Kaynak, Türkiye’nin Astana’daki toplantıya hangi seviyede katılacağı ve hangi kararların çıkmasını beklediğine ilişkin soru üzerine de, Astana’daki toplantıya ilişkin teknik çalışmanın Dışişleri Bakanlığı’nca yürütüldüğünü söyledi. Şu andaki diplomatik ilişkileri ve müzakereleri Dışişleri Bakanı Mevlüt Çavuşoğlu’nun çok başarıyla yürüttüğünü vurgulayan Kaynak, "Astana’dan beklenti, Türkiye’nin de Dışişlerimizin de beklentisi belki bütün dünyanın da beklenti şu. Evet ateşkesin kalıcı olması, sonra da Suriye’de kalıcı istikrarın sağlanması için neler yapılabilecek bir uzlaşma zeminin oluşturulması. Zaten Cenevre’de yapılan da odur. Yani bir siyasi çözümün, bir kalıcı istikrarı, kalıcı barışı sağlayacak bir neticedir, Astana’dan beklediğimiz budur" diye konuştu.
Kaynak, "Astana’daki toplantıya ABD’den katılım bekliyor musunuz?" sorusuna "ABD kendisi bilir ama duyarsız kalmayacaklarını düşünüyorum. Neden? Zaten 5-6 yıldan beri Suriye’de yerleşen DAEŞ terör örgütüne ve diğer terör örgütlerine karşı bir koalisyon gücü oluşturdular. Liderliğini ABD yapıyor, İncirlik hava sahasında en çok onların uçakları var. Belki bölgede uçak gemileri falan var. Dolayısıyla duyarsız kalmayacaklarını düşünüyorum. Yönetim değişikliğinden dolayı hangi düzeyde olur katılım onu ben şu anda bilemiyorum tabi ki. ABD’nin, AB’nin, bölgenin barış için bir sözüm var diyen herkesin olmasında fayda var zarar yok" yanıtını verdi.

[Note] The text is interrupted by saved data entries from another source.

//! CSV import and export of BOQ line items and catalog entries
//!
//! Headers are matched case-insensitively and several spellings are accepted
//! for each column, since BOQ sheets arrive from many different templates.

use csv::{ReaderBuilder, StringRecord, WriterBuilder};
use std::collections::HashMap;
use std::io::{Read, Write};
use thiserror::Error;

use crate::entities::boq::{Boq, BoqItem};
use crate::entities::catalog::CatalogItem;

const ITEM_NO: &[&str] = &["item_no", "item no", "item", "sl no", "s.no", "sr no", "no"];
const DESCRIPTION: &[&str] = &["description", "item_description", "desc"];
const QUANTITY: &[&str] = &["quantity", "qty"];
const UNIT: &[&str] = &["unit", "uom", "units"];
const RATE: &[&str] = &["rate", "price", "unit_price", "estimated_unit_price"];
const AMOUNT: &[&str] = &["amount", "total", "estimated_amount"];
const CATEGORY: &[&str] = &["category"];
const SPECIFICATIONS: &[&str] = &["specifications", "specification", "specs"];
const NOTES: &[&str] = &["notes", "remarks"];

const CODE: &[&str] = &["code", "catalog_code", "item_code"];
const NAME: &[&str] = &["name", "title"];
const KEYWORDS: &[&str] = &["keywords", "tags"];

#[derive(Debug, Error)]
pub enum ImportError {
    #[error("CSV error: {0}")]
    Csv(#[from] csv::Error),

    #[error("IO error: {0}")]
    Io(#[from] std::io::Error),

    #[error("Missing required column '{0}'")]
    MissingColumn(&'static str),

    #[error("Row {row}: {message}")]
    Row { row: usize, message: String },
}

/// Counts reported after an import
#[derive(Debug, Default, Clone, PartialEq, Eq)]
pub struct ImportStats {
    pub rows_processed: usize,
    pub imported: usize,
    pub skipped: usize,
    pub errors: usize,
}

struct Columns(HashMap<String, usize>);

impl Columns {
    fn from_headers(headers: &StringRecord) -> Self {
        Columns(
            headers
                .iter()
                .enumerate()
                .map(|(i, h)| (h.trim().to_lowercase(), i))
                .collect(),
        )
    }

    fn index(&self, aliases: &[&str]) -> Option<usize> {
        aliases.iter().find_map(|a| self.0.get(*a).copied())
    }

    fn require(&self, aliases: &[&'static str]) -> Result<usize, ImportError> {
        self.index(aliases)
            .ok_or(ImportError::MissingColumn(aliases[0]))
    }

    fn get(&self, record: &StringRecord, aliases: &[&str]) -> Option<String> {
        self.index(aliases)
            .and_then(|idx| record.get(idx))
            .map(|s| s.trim().to_string())
            .filter(|s| !s.is_empty())
    }
}

/// Parse a number as written in spreadsheets: thousands separators allowed
fn parse_number(raw: &str) -> Option<f64> {
    let cleaned: String = raw.chars().filter(|c| *c != ',' && !c.is_whitespace()).collect();
    cleaned.parse::<f64>().ok().filter(|n| n.is_finite())
}

fn reader<R: Read>(input: R) -> csv::Reader<R> {
    ReaderBuilder::new()
        .has_headers(true)
        .flexible(true)
        .trim(csv::Trim::All)
        .from_reader(input)
}

/// Run `parse` over every data row. Blank rows are skipped; failing rows
/// abort the import unless `skip_errors` is set.
fn parse_rows<R, T, F>(
    input: R,
    skip_errors: bool,
    required: &[&[&'static str]],
    mut parse: F,
) -> Result<(Vec<T>, ImportStats), ImportError>
where
    R: Read,
    F: FnMut(&Columns, &StringRecord) -> Result<T, String>,
{
    let mut rdr = reader(input);
    let columns = Columns::from_headers(rdr.headers()?);
    for aliases in required {
        columns.require(aliases)?;
    }

    let mut stats = ImportStats::default();
    let mut parsed = Vec::new();

    for (idx, result) in rdr.records().enumerate() {
        // header is row 1
        let row = idx + 2;
        stats.rows_processed += 1;

        let outcome = result
            .map_err(|e| e.to_string())
            .and_then(|record| {
                if record.iter().all(|f| f.trim().is_empty()) {
                    Ok(None)
                } else {
                    parse(&columns, &record).map(Some)
                }
            });

        match outcome {
            Ok(Some(value)) => {
                parsed.push(value);
                stats.imported += 1;
            }
            Ok(None) => stats.skipped += 1,
            Err(message) => {
                stats.errors += 1;
                if !skip_errors {
                    return Err(ImportError::Row { row, message });
                }
                tracing::warn!(row, "skipping row: {}", message);
            }
        }
    }

    Ok((parsed, stats))
}

fn optional_number(
    columns: &Columns,
    record: &StringRecord,
    aliases: &[&str],
    label: &str,
) -> Result<Option<f64>, String> {
    match columns.get(record, aliases) {
        Some(raw) => parse_number(&raw)
            .map(Some)
            .ok_or_else(|| format!("invalid {} '{}'", label, raw)),
        None => Ok(None),
    }
}

/// Parse BOQ line items from CSV
pub fn parse_items<R: Read>(
    input: R,
    skip_errors: bool,
) -> Result<(Vec<BoqItem>, ImportStats), ImportError> {
    parse_rows(input, skip_errors, &[DESCRIPTION, QUANTITY], |columns, record| {
        let description = columns
            .get(record, DESCRIPTION)
            .ok_or_else(|| "missing description".to_string())?;
        let quantity = optional_number(columns, record, QUANTITY, "quantity")?
            .ok_or_else(|| "missing quantity".to_string())?;
        let unit = columns.get(record, UNIT).unwrap_or_default();

        let mut item = BoqItem::new(description, quantity, unit);
        item.item_no = columns.get(record, ITEM_NO);
        if let Some(rate) = optional_number(columns, record, RATE, "rate")? {
            item = item.with_price(rate);
        }
        item.declared_amount = optional_number(columns, record, AMOUNT, "amount")?;
        item.category = columns.get(record, CATEGORY);
        item.specifications = columns.get(record, SPECIFICATIONS);
        item.notes = columns.get(record, NOTES);
        Ok(item)
    })
}

/// Parse catalog entries from CSV
pub fn parse_catalog<R: Read>(
    input: R,
    author: &str,
    skip_errors: bool,
) -> Result<(Vec<CatalogItem>, ImportStats), ImportError> {
    parse_rows(input, skip_errors, &[CODE, NAME], |columns, record| {
        let code = columns
            .get(record, CODE)
            .ok_or_else(|| "missing code".to_string())?;
        let name = columns
            .get(record, NAME)
            .ok_or_else(|| "missing name".to_string())?;
        let unit = columns.get(record, UNIT).unwrap_or_else(|| "nos".to_string());

        let mut item = CatalogItem::new(code, name, unit, author.to_string());
        item.unit_price = optional_number(columns, record, RATE, "unit price")?;
        item.description = columns.get(record, DESCRIPTION);
        item.category = columns.get(record, CATEGORY);
        item.keywords = columns
            .get(record, KEYWORDS)
            .map(|raw| {
                raw.split([',', ';'])
                    .map(|k| k.trim().to_string())
                    .filter(|k| !k.is_empty())
                    .collect()
            })
            .unwrap_or_default();
        Ok(item)
    })
}

/// Write a BOQ's line items as CSV; the output re-imports with `parse_items`
pub fn write_items<W: Write>(output: W, boq: &Boq) -> Result<(), ImportError> {
    let mut wtr = WriterBuilder::new().from_writer(output);
    wtr.write_record([
        "item_no",
        "description",
        "quantity",
        "unit",
        "rate",
        "amount",
        "category",
        "mapping_status",
        "catalog_item_id",
    ])?;

    for item in &boq.items {
        wtr.write_record([
            item.item_no.clone().unwrap_or_default(),
            item.description.clone(),
            item.quantity.to_string(),
            item.unit.clone(),
            item.estimated_unit_price
                .map(|p| p.to_string())
                .unwrap_or_default(),
            item.computed_amount().to_string(),
            item.category.clone().unwrap_or_default(),
            item.mapping_status.to_string(),
            item.catalog_item_id
                .as_ref()
                .map(|id| id.to_string())
                .unwrap_or_default(),
        ])?;
    }
    wtr.flush()?;
    Ok(())
}

#[cfg(test)]
mod tests {
    use super::*;

    #[test]
    fn test_parse_items_with_aliases() {
        let csv = "\
Sl No,Description,UOM,Qty,Price,Amount
1.0,Excavation and Earthwork,m3,500,450,\"2,25,000\"
2.0,Steel Reinforcement (Fe500),kg,\"25,000\",75,1875000
,,,,,
";
        let (items, stats) = parse_items(csv.as_bytes(), false).unwrap();
        assert_eq!(items.len(), 2);
        assert_eq!(stats.imported, 2);
        assert_eq!(stats.skipped, 1);

        assert_eq!(items[0].item_no.as_deref(), Some("1.0"));
        assert_eq!(items[0].unit, "m3");
        assert_eq!(items[0].estimated_unit_price, Some(450.0));
        assert_eq!(items[0].declared_amount, Some(225000.0));
        assert_eq!(items[1].quantity, 25000.0);
        assert_eq!(items[1].estimated_amount, 1875000.0);
    }

    #[test]
    fn test_item_column_is_the_item_number() {
        let csv = "\
Item,Description,Unit,Quantity,Rate
1.0,Commercial Gas Range,nos,2,85000
1.1,Exhaust Hood SS304,nos,1,90000
";
        let (items, _) = parse_items(csv.as_bytes(), false).unwrap();
        assert_eq!(items.len(), 2);
        assert_eq!(items[0].item_no.as_deref(), Some("1.0"));
        assert_eq!(items[0].description, "Commercial Gas Range");
        assert_eq!(items[1].item_no.as_deref(), Some("1.1"));
    }

    #[test]
    fn test_missing_column_is_rejected() {
        let csv = "description,unit\nHood,nos\n";
        let err = parse_items(csv.as_bytes(), false).unwrap_err();
        assert!(matches!(err, ImportError::MissingColumn("quantity")));
    }

    #[test]
    fn test_bad_row_stops_or_is_skipped() {
        let csv = "description,quantity,unit\nHood,two,nos\nSink,1,nos\n";

        let err = parse_items(csv.as_bytes(), false).unwrap_err();
        assert!(matches!(err, ImportError::Row { row: 2, .. }));

        let (items, stats) = parse_items(csv.as_bytes(), true).unwrap();
        assert_eq!(items.len(), 1);
        assert_eq!(stats.errors, 1);
        assert_eq!(items[0].description, "Sink");
    }

    #[test]
    fn test_parse_catalog() {
        let csv = "code,name,unit,unit_price,keywords\nRCC-M25,RCC M25 Grade Concrete,m3,6500,concrete;rcc\nELE-WIR,Electrical Wiring,,,\n";
        let (items, _) = parse_catalog(csv.as_bytes(), "importer", false).unwrap();
        assert_eq!(items.len(), 2);
        assert_eq!(items[0].unit_price, Some(6500.0));
        assert_eq!(items[0].keywords, vec!["concrete", "rcc"]);
        assert_eq!(items[1].unit, "nos");
        assert_eq!(items[1].author, "importer");
    }

    #[test]
    fn test_export_reimports() {
        let mut boq = Boq::new("BOQ-2025-001", "Kitchen", "test".to_string());
        boq.add_item(BoqItem::new("Exhaust Hood, SS304", 2.0, "nos").with_price(90000.0));
        boq.add_item(BoqItem::new("Plumbing Works", 1.0, "lot"));

        let mut out = Vec::new();
        write_items(&mut out, &boq).unwrap();
        let text = String::from_utf8(out).unwrap();
        assert!(text.starts_with("item_no,description,quantity,unit,rate,amount"));
        assert!(text.contains("\"Exhaust Hood, SS304\""));

        let (items, _) = parse_items(text.as_bytes(), false).unwrap();
        assert_eq!(items.len(), 2);
        assert_eq!(items[0].description, "Exhaust Hood, SS304");
        assert_eq!(items[0].declared_amount, Some(180000.0));
        assert_eq!(items[1].estimated_unit_price, None);
    }
}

'ABD, AB VE BATI, TÜRKİYE’NİN MÜTTEFİKLERİ OLDUĞUNU UNUTMAMALILAR'
Bölgede vekaletler savaşı verdirenlerin bu politikalarından vazgeçmelerinin ancak kalıcı netice alınmasını sağlayacağını kaydeden Başbakan Yardımcısı Kaynak, “ABD, AB, Batı, Avrupa, Türkiye’nin 60 yıllık NATO’da müttefikleri olduğunu unutmamalılar. Bu bölgede terör örgütlerine, bir başka terör örgütüne karşı kullanma macerasından vazgeçmeliler. Çünkü bir terör örgütünün panzehehiri bir başka terör örgütü olamaz. Bir terör örgütünün panzehiri meşru silahlı kuvvetleri olur” dedi. Kaynak, PYD ve YPG’nin PKK terör örgütünün Suriye’deki uzantıları olduğunu, Irak’ta da olduklarını belirterek, şunları söyledi:
"Terör örgütlerini siz şimdi araç olarak kullanırsanız yarın döner bir başkası araç olarak kullanır ve bumerang gibi size döner. Astana’ya terör örgütü PYD’nin çağrılması asla düşünülemez. Çünkü PYD bir cinayet örgütüdür, DAEŞ de bir cinayet örgütüdür, El Nusra da öyledir. Dolayısıyla bir cinayet örgütünün barış masasına, çözüm masasına asla çağrılmaması gerekir, söyleyecek sözünün olmaması gerekir.
'TÜRKİYE’NİN ORTAK KÜLTÜRÜ, TARİHİ OLAN İNSANLARIN PSİKOLOJİSİNİ DAHA İYİ BİLECEĞİNİ KABUL ETMELİLER'
Burada düzenli orduları olan, NATO gibi 60 yılı aşkın bir süreden beri zaten hayatiyetini sürdüren bir savunma mekanizmasının o şemsiyenin sahada, bölgede halledemeyeceği bir iş yoktur. Türkiye, bu bölgede 900 kilometreden fazla Suriye ile sınırı olan, Irak’la olan sınırıyla beraber yaklaşık 1200 kilometreye yakın sınırı olan Türkiye’nin yıllarca bu bölgede iç içe yaşamış orada soydaşları, dindaşları, akrabaları, ortak kültürü, ortak tarihi olan insanların psikolojisini daha iyi bilebileceğini kabul etmeliler. Türkiye ile beraber çözüm için gayret etmeliler.
İşte bunun somut örneğini Türkiye, Rusya ve kısmen İran’ın katkısı ile somut neticesini Halep’in tahliyesinde gördük. Somut neticesi El Bab’ta Rusya’nın da hava operasyonuyla DAEŞ terör örgütü ile mücadelesinde görüyoruz. Dolayısıyla cinayet örgütlerinin, bunlar cinayet örgütleridir, cinayet örgütlerinin barış masasında asla işinin olmaması gerekiyor. Çünkü o cinayet örgütü olarak kendisini dizayn etmiştir, ondan barış beklenemez.”
TÜRKİYE’NİN SURİYE YÖNETİMİNE YÖNELİK BAKIŞI DEĞİŞTİ Mİ?
Son günlerde Türkiye’nin Suriye politikasının ve Şam'a bakışının değiştiği de ifade ediliyor. Özellikle de muhalefet partileri bunu sık sık dile getiriyor. Kaynak, bu konudaki soruları da şöyle yanıtladı:
Geldiğimiz nokta itibariyle Suriye rejiminin neticeden memnun olduğunu zannetmem, böyle bir ihtimale yer vermem. Ama düşünün ki 600 binden fazla kendi vatandaşınız ölmüş. Suriye’nin nüfusunun yaklaşık 8-9 milyon insan kendi evlerini terk etmişler, 6 milyon Suriyeli Suriye’ye terk etmiş. Bunların bir kısmı batıya geçmeye çalışırken denizde boğulmuşlar. 3 milyona yakını Türkiye’de, 1 milyona yakını Lübnan’da, Ürdün’de, bütün dünyaya yayılmış vaziyetteler. Böyle bir neticenin hiçbir rejimi mutlu etmesi elbette beklenmemelidir. Türkiye’nin beklediği güveneceği bir komşudur. Temel parametrelerimiz insan hakları, demokrasi, özgürlükler ve güvenlik. Bunları kim sağlayan kim olursa olsun o meşrudur."